In unserem Kultur- und Wissenschaftssystem ist offenbar für fast alle Arbeitenden die Befriedigung der grundlegenden Bedürfnisse gesichert. Aber bei den Sicherheitsbedürfnissen kann angenommen werden, daß diese hinsichtlich der Sicherheit des Arbeitsplatzes von immer mehr Menschen als gefährdet betrachtet werden.
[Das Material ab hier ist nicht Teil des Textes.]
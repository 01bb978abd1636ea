//! Durable engine records
//!
//! Every record family is a set of free functions over the ambient
//! `StoreTransaction`; nothing is cached in memory between transactions.
//! Records are bincode-encoded under `protocol/<family>/<owned>/...` keys so
//! each family can be scanned per owned identity.

pub mod inbox;
pub mod instances;
pub mod links;
pub mod replay;
pub mod waiting;

use serde::de::DeserializeOwned;
use serde::Serialize;

use tandem_core::{IdentityKey, Result, StoreTransaction};

pub(crate) fn family_prefix(family: &str) -> String {
    format!("protocol/{family}/")
}

pub(crate) fn owned_prefix(family: &str, owned: &IdentityKey) -> String {
    format!("protocol/{family}/{}/", owned.to_hex())
}

pub(crate) fn write<T: Serialize>(
    tx: &mut dyn StoreTransaction,
    key: &str,
    record: &T,
) -> Result<()> {
    tx.put(key, bincode::serialize(record)?)
}

pub(crate) fn read<T: DeserializeOwned>(
    tx: &mut dyn StoreTransaction,
    key: &str,
) -> Result<Option<T>> {
    match tx.get(key)? {
        Some(bytes) => Ok(Some(bincode::deserialize(&bytes)?)),
        None => Ok(None),
    }
}

pub(crate) fn scan<T: DeserializeOwned>(
    tx: &mut dyn StoreTransaction,
    prefix: &str,
) -> Result<Vec<(String, T)>> {
    tx.scan_prefix(prefix)?
        .into_iter()
        .map(|(key, bytes)| Ok((key, bincode::deserialize(&bytes)?)))
        .collect()
}
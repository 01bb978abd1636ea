//! Legacy group management
//!
//! Legacy groups have one owner who alone decides membership. Members can
//! leave; the owner can disband. An invitation is only accepted once the
//! inviting owner is trusted enough, waiting on the trust-level registry
//! when it is not yet.

use serde::{Deserialize, Serialize};
use tracing::{debug, info, warn};

use tandem_core::effects::{remove_legacy_group_member, LegacyGroup};
use tandem_core::{
    Arguments, ChannelRequirement, Encoded, GroupId, IdentityKey, MessageKind, ProtocolInstanceUid,
    ProtocolKind, Result, SendChannelTarget, StateKind, TandemError, TrustLevel,
};

use crate::context::StepContext;
use crate::protocol::{
    Protocol, ProtocolMessage, ProtocolState, StepOutcome, WaitingNotification,
};

/// State discriminators
pub mod states {
    use tandem_core::StateKind;

    /// Nothing happened yet
    pub const INITIAL: StateKind = StateKind(0);
    /// Invitation received, inviter not trusted enough yet
    pub const INVITATION_AWAITING_TRUST: StateKind = StateKind(1);
    /// Done (final)
    pub const FINAL: StateKind = StateKind(2);
}

/// Message discriminators
pub mod messages {
    use tandem_core::MessageKind;

    /// Local: leave a group we do not own
    pub const LEAVE_GROUP: MessageKind = MessageKind(0);
    /// Local: disband a group we own
    pub const DISBAND_GROUP: MessageKind = MessageKind(1);
    /// From a member: it left our group
    pub const MEMBER_LEFT: MessageKind = MessageKind(2);
    /// From the owner: the group is gone
    pub const GROUP_DISBANDED: MessageKind = MessageKind(3);
    /// From the owner: join this group
    pub const INVITATION: MessageKind = MessageKind(4);
    /// Waiting notification: the inviter is now trusted enough
    pub const TRUST_LEVEL_INCREASED: MessageKind = MessageKind(5);
}

/// Legacy group management states
#[derive(Debug, Clone, PartialEq, Eq, Serialize, Deserialize)]
pub enum GroupManagementState {
    /// Nothing happened yet
    Initial,
    /// Invitation parked until `inviter` reaches the required trust
    InvitationAwaitingTrust {
        /// Group offered
        group: LegacyGroup,
        /// Owner who invited us
        inviter: IdentityKey,
    },
    /// Done
    Final,
}

impl ProtocolState for GroupManagementState {
    fn kind(&self) -> StateKind {
        match self {
            Self::Initial => states::INITIAL,
            Self::InvitationAwaitingTrust { .. } => states::INVITATION_AWAITING_TRUST,
            Self::Final => states::FINAL,
        }
    }
}

/// Legacy group management messages
#[derive(Debug, Clone, PartialEq, Eq)]
pub enum GroupManagementMessage {
    /// Leave a group
    LeaveGroup {
        /// Group to leave
        group_id: GroupId,
    },
    /// Disband an owned group
    DisbandGroup {
        /// Group to disband
        group_id: GroupId,
    },
    /// The sending member left
    MemberLeft {
        /// Group left
        group_id: GroupId,
    },
    /// The sending owner disbanded the group
    GroupDisbanded {
        /// Group disbanded
        group_id: GroupId,
    },
    /// The sending owner invites us
    Invitation {
        /// Group as the owner sees it
        group: LegacyGroup,
    },
    /// Waiting notification for the inviter
    TrustLevelIncreased(WaitingNotification),
}

impl ProtocolMessage for GroupManagementMessage {
    const PROTOCOL: ProtocolKind = ProtocolKind::GroupManagement;

    fn kind(&self) -> MessageKind {
        match self {
            Self::LeaveGroup { .. } => messages::LEAVE_GROUP,
            Self::DisbandGroup { .. } => messages::DISBAND_GROUP,
            Self::MemberLeft { .. } => messages::MEMBER_LEFT,
            Self::GroupDisbanded { .. } => messages::GROUP_DISBANDED,
            Self::Invitation { .. } => messages::INVITATION,
            Self::TrustLevelIncreased(_) => messages::TRUST_LEVEL_INCREASED,
        }
    }

    fn encode_arguments(&self) -> Result<Vec<Encoded>> {
        match self {
            Self::LeaveGroup { group_id }
            | Self::DisbandGroup { group_id }
            | Self::MemberLeft { group_id }
            | Self::GroupDisbanded { group_id } => Ok(vec![Encoded::of(group_id)?]),
            Self::Invitation { group } => Ok(vec![Encoded::of(group)?]),
            Self::TrustLevelIncreased(notification) => notification.encode(),
        }
    }

    fn decode(kind: MessageKind, arguments: &[Encoded]) -> Result<Self> {
        let group_id = || -> Result<GroupId> { Arguments::expect(arguments, 1)?.at(0) };
        match kind {
            messages::LEAVE_GROUP => Ok(Self::LeaveGroup {
                group_id: group_id()?,
            }),
            messages::DISBAND_GROUP => Ok(Self::DisbandGroup {
                group_id: group_id()?,
            }),
            messages::MEMBER_LEFT => Ok(Self::MemberLeft {
                group_id: group_id()?,
            }),
            messages::GROUP_DISBANDED => Ok(Self::GroupDisbanded {
                group_id: group_id()?,
            }),
            messages::INVITATION => Ok(Self::Invitation {
                group: Arguments::expect(arguments, 1)?.at(0)?,
            }),
            messages::TRUST_LEVEL_INCREASED => Ok(Self::TrustLevelIncreased(
                WaitingNotification::decode(arguments)?,
            )),
            other => Err(TandemError::malformed_message(format!(
                "unknown group management message {other}"
            ))),
        }
    }
}

/// Legacy group management steps
#[derive(Debug, Clone, Copy, PartialEq, Eq)]
pub enum GroupManagementStep {
    /// Tell the owner we leave, drop the group
    Leave,
    /// Tell every member, drop the group
    Disband,
    /// Remove the sending member from our group
    ProcessMemberLeft,
    /// Drop the group the sending owner disbanded
    ProcessGroupDisbanded,
    /// Join now or wait for trust
    ProcessInvitation,
    /// The inviter became trusted enough: join
    AcceptParkedInvitation,
}

/// Legacy group management protocol
pub struct GroupManagement;

impl Protocol for GroupManagement {
    const KIND: ProtocolKind = ProtocolKind::GroupManagement;
    type State = GroupManagementState;
    type Message = GroupManagementMessage;
    type Step = GroupManagementStep;

    fn initial_state() -> Self::State {
        GroupManagementState::Initial
    }

    fn final_state_kinds() -> &'static [StateKind] {
        &[states::FINAL]
    }

    fn is_initial_message(kind: MessageKind) -> bool {
        kind != messages::TRUST_LEVEL_INCREASED
    }

    fn select_step(state: &Self::State, message: &Self::Message) -> Option<Self::Step> {
        use GroupManagementMessage as M;
        use GroupManagementState as S;
        use GroupManagementStep as Step;
        match (state, message) {
            (S::Initial, M::LeaveGroup { .. }) => Some(Step::Leave),
            (S::Initial, M::DisbandGroup { .. }) => Some(Step::Disband),
            (S::Initial, M::MemberLeft { .. }) => Some(Step::ProcessMemberLeft),
            (S::Initial, M::GroupDisbanded { .. }) => Some(Step::ProcessGroupDisbanded),
            (S::Initial, M::Invitation { .. }) => Some(Step::ProcessInvitation),
            (S::InvitationAwaitingTrust { .. }, M::TrustLevelIncreased(_)) => {
                Some(Step::AcceptParkedInvitation)
            }
            _ => None,
        }
    }

    fn channel_requirement(step: Self::Step) -> ChannelRequirement {
        match step {
            GroupManagementStep::Leave
            | GroupManagementStep::Disband
            | GroupManagementStep::AcceptParkedInvitation => ChannelRequirement::Local,
            GroupManagementStep::ProcessMemberLeft
            | GroupManagementStep::ProcessGroupDisbanded
            | GroupManagementStep::ProcessInvitation => ChannelRequirement::ContactDevice,
        }
    }

    fn execute(
        step: Self::Step,
        state: Self::State,
        message: Self::Message,
        ctx: &mut StepContext<'_>,
    ) -> Result<StepOutcome<Self::State>> {
        use GroupManagementMessage as M;
        use GroupManagementStep as Step;
        match (step, message) {
            (Step::Leave, M::LeaveGroup { group_id }) => leave(ctx, group_id),
            (Step::Disband, M::DisbandGroup { group_id }) => disband(ctx, group_id),
            (Step::ProcessMemberLeft, M::MemberLeft { group_id }) => member_left(ctx, group_id),
            (Step::ProcessGroupDisbanded, M::GroupDisbanded { group_id }) => {
                group_disbanded(ctx, group_id)
            }
            (Step::ProcessInvitation, M::Invitation { group }) => invitation(ctx, group),
            (Step::AcceptParkedInvitation, M::TrustLevelIncreased(notification)) => {
                accept_parked(ctx, state, notification)
            }
            (step, message) => Err(TandemError::internal(format!(
                "step {step:?} selected for {message:?}"
            ))),
        }
    }
}

fn finished() -> Result<StepOutcome<GroupManagementState>> {
    Ok(StepOutcome::Transition(GroupManagementState::Final))
}

/// Tell `to` about `message` over every channel with its devices, on a fresh
/// instance at the recipient
fn notify(
    ctx: &mut StepContext<'_>,
    to: IdentityKey,
    message: &GroupManagementMessage,
) -> Result<()> {
    ctx.post(
        SendChannelTarget::AllContactDevices { contact: to },
        ProtocolInstanceUid::random(),
        message,
    )?;
    Ok(())
}

fn leave(ctx: &mut StepContext<'_>, group_id: GroupId) -> Result<StepOutcome<GroupManagementState>> {
    let owned = ctx.owned_identity();
    let identity = ctx.identity();
    let Some(group) = identity.legacy_group(ctx.tx(), &owned, &group_id)? else {
        debug!(group = %group_id, "Leaving a group we are not in");
        return finished();
    };
    if group.owner == owned {
        return Err(TandemError::internal(format!(
            "cannot leave owned group {group_id}; disband it"
        )));
    }
    notify(ctx, group.owner, &GroupManagementMessage::MemberLeft { group_id })?;
    identity.delete_legacy_group(ctx.tx(), &owned, &group_id)?;
    info!(group = %group_id, "Left legacy group");
    finished()
}

fn disband(
    ctx: &mut StepContext<'_>,
    group_id: GroupId,
) -> Result<StepOutcome<GroupManagementState>> {
    let owned = ctx.owned_identity();
    let identity = ctx.identity();
    let Some(group) = identity.legacy_group(ctx.tx(), &owned, &group_id)? else {
        debug!(group = %group_id, "Disbanding an unknown group");
        return finished();
    };
    if group.owner != owned {
        return Err(TandemError::internal(format!(
            "cannot disband group {group_id} owned by {}",
            group.owner
        )));
    }
    for member in &group.members {
        notify(
            ctx,
            *member,
            &GroupManagementMessage::GroupDisbanded { group_id },
        )?;
    }
    identity.delete_legacy_group(ctx.tx(), &owned, &group_id)?;
    info!(group = %group_id, members = group.members.len(), "Disbanded legacy group");
    finished()
}

fn member_left(
    ctx: &mut StepContext<'_>,
    group_id: GroupId,
) -> Result<StepOutcome<GroupManagementState>> {
    let owned = ctx.owned_identity();
    let member = ctx.remote_identity()?;
    let identity = ctx.identity();
    match identity.legacy_group(ctx.tx(), &owned, &group_id)? {
        Some(group) if group.owner == owned => {
            if remove_legacy_group_member(identity, ctx.tx(), &owned, &group_id, &member)? {
                info!(group = %group_id, member = %member, "Member left legacy group");
            }
        }
        _ => warn!(group = %group_id, member = %member, "Leave notice for a group we do not own"),
    }
    finished()
}

fn group_disbanded(
    ctx: &mut StepContext<'_>,
    group_id: GroupId,
) -> Result<StepOutcome<GroupManagementState>> {
    let owned = ctx.owned_identity();
    let sender = ctx.remote_identity()?;
    let identity = ctx.identity();
    match identity.legacy_group(ctx.tx(), &owned, &group_id)? {
        Some(group) if group.owner == sender => {
            identity.delete_legacy_group(ctx.tx(), &owned, &group_id)?;
            info!(group = %group_id, "Legacy group disbanded by its owner");
        }
        Some(_) => warn!(group = %group_id, sender = %sender, "Disband notice from a non-owner"),
        None => debug!(group = %group_id, "Disband notice for an unknown group"),
    }
    finished()
}

fn contact_trust(ctx: &mut StepContext<'_>, contact: &IdentityKey) -> Result<TrustLevel> {
    let owned = ctx.owned_identity();
    Ok(ctx
        .identity()
        .contact(ctx.tx(), &owned, contact)?
        .map(|c| c.trust_level)
        .unwrap_or_default())
}

fn join(ctx: &mut StepContext<'_>, mut group: LegacyGroup) -> Result<StepOutcome<GroupManagementState>> {
    let owned = ctx.owned_identity();
    group.members.retain(|member| *member != owned && *member != group.owner);
    let group_id = group.group_id;
    ctx.identity().upsert_legacy_group(ctx.tx(), &owned, group)?;
    info!(group = %group_id, "Joined legacy group");
    finished()
}

fn invitation(
    ctx: &mut StepContext<'_>,
    group: LegacyGroup,
) -> Result<StepOutcome<GroupManagementState>> {
    let inviter = ctx.remote_identity()?;
    if group.owner != inviter {
        warn!(group = %group.group_id, inviter = %inviter, "Invitation from a non-owner rejected");
        return finished();
    }
    let required = ctx.config().group_invitation_min_trust;
    if contact_trust(ctx, &inviter)? >= required {
        return join(ctx, group);
    }
    ctx.wait_for_trust_level(inviter, required, messages::TRUST_LEVEL_INCREASED)?;
    info!(group = %group.group_id, inviter = %inviter, required = %required, "Invitation waiting for trust");
    Ok(StepOutcome::Transition(
        GroupManagementState::InvitationAwaitingTrust { group, inviter },
    ))
}

fn accept_parked(
    ctx: &mut StepContext<'_>,
    state: GroupManagementState,
    notification: WaitingNotification,
) -> Result<StepOutcome<GroupManagementState>> {
    let GroupManagementState::InvitationAwaitingTrust { group, inviter } = state else {
        return Err(TandemError::internal("trust notification outside a parked invitation"));
    };
    if notification.contact != inviter {
        warn!(contact = %notification.contact, inviter = %inviter, "Trust notification for another contact");
        return Ok(StepOutcome::Unchanged);
    }
    join(ctx, group)
}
Dias ist gleichbedeutend mit der Aussage, daß Bedürfnisse in höheren Stufen in ihrer Bedeutung hinter diesem Sicherheitsbedürfnis zurücktreten und unsere hier angestellten Überlegungen zur Farce werden, wenn Unternehmungen diese Bedürfnisse für ihre Interessen auszunutzen gewillt sind. Wir unterstellen hier, daß dies nicht der Fall ist, und beziehen deshalb vorwiegend die Bedürfnisse nach Zugehörigkeit, Achtung und Selbstverwirklichung als zentrale Elemente der aktuellen Bedürfnisstruktur eines Arbeitenden in unsere Überlegungen ein.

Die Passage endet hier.